** Task goal **
Across the material below, say how many lines contain the string "instead", and add no other words.

** Data to use **
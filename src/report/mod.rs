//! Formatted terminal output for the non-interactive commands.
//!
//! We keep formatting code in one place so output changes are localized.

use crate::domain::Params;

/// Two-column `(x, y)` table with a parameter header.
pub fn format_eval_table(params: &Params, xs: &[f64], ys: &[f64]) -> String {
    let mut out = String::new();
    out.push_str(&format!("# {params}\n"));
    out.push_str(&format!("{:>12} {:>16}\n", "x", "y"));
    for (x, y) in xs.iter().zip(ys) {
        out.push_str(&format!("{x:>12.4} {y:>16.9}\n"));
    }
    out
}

...

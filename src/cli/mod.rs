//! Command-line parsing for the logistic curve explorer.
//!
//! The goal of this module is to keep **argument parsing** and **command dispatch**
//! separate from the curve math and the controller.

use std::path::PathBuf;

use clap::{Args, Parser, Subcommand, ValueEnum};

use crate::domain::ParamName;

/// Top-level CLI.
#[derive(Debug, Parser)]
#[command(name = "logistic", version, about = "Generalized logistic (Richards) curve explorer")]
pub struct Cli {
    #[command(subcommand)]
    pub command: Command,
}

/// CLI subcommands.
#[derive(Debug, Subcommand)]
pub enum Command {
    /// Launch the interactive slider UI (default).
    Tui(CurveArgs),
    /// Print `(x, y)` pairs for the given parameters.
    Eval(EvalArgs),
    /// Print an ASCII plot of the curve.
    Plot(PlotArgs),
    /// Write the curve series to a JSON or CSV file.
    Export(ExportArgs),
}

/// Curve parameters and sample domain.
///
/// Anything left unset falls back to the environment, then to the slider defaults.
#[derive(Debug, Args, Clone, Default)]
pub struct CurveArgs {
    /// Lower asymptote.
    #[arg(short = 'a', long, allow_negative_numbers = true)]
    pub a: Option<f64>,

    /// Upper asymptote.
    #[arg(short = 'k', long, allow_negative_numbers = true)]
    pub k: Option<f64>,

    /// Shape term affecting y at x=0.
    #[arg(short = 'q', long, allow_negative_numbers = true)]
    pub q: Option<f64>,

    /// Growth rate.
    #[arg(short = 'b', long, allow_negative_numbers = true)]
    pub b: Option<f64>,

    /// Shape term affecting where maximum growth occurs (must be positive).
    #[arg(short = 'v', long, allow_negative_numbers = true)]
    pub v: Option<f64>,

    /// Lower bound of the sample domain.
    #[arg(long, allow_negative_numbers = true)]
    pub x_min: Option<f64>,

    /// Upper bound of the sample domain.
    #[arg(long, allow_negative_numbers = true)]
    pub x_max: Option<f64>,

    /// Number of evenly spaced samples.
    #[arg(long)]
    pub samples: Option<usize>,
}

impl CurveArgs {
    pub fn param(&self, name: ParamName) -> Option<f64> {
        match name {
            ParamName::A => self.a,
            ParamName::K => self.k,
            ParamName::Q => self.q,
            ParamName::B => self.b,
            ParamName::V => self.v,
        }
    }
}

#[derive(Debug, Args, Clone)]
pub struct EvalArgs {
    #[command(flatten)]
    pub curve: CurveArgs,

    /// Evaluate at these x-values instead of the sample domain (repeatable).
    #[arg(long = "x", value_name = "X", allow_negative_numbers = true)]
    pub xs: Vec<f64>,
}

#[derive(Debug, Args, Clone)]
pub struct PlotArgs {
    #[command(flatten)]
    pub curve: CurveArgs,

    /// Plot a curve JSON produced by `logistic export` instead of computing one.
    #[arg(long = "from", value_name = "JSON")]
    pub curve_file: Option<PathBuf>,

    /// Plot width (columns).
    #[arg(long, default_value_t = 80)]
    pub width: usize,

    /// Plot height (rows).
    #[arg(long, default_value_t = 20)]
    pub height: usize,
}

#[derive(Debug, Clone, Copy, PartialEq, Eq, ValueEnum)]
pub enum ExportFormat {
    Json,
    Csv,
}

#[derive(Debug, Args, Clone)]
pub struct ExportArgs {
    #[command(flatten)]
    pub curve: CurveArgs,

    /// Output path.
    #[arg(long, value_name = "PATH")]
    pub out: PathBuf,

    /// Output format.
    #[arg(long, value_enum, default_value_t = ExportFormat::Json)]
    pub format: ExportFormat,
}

** Solution to the problem **
2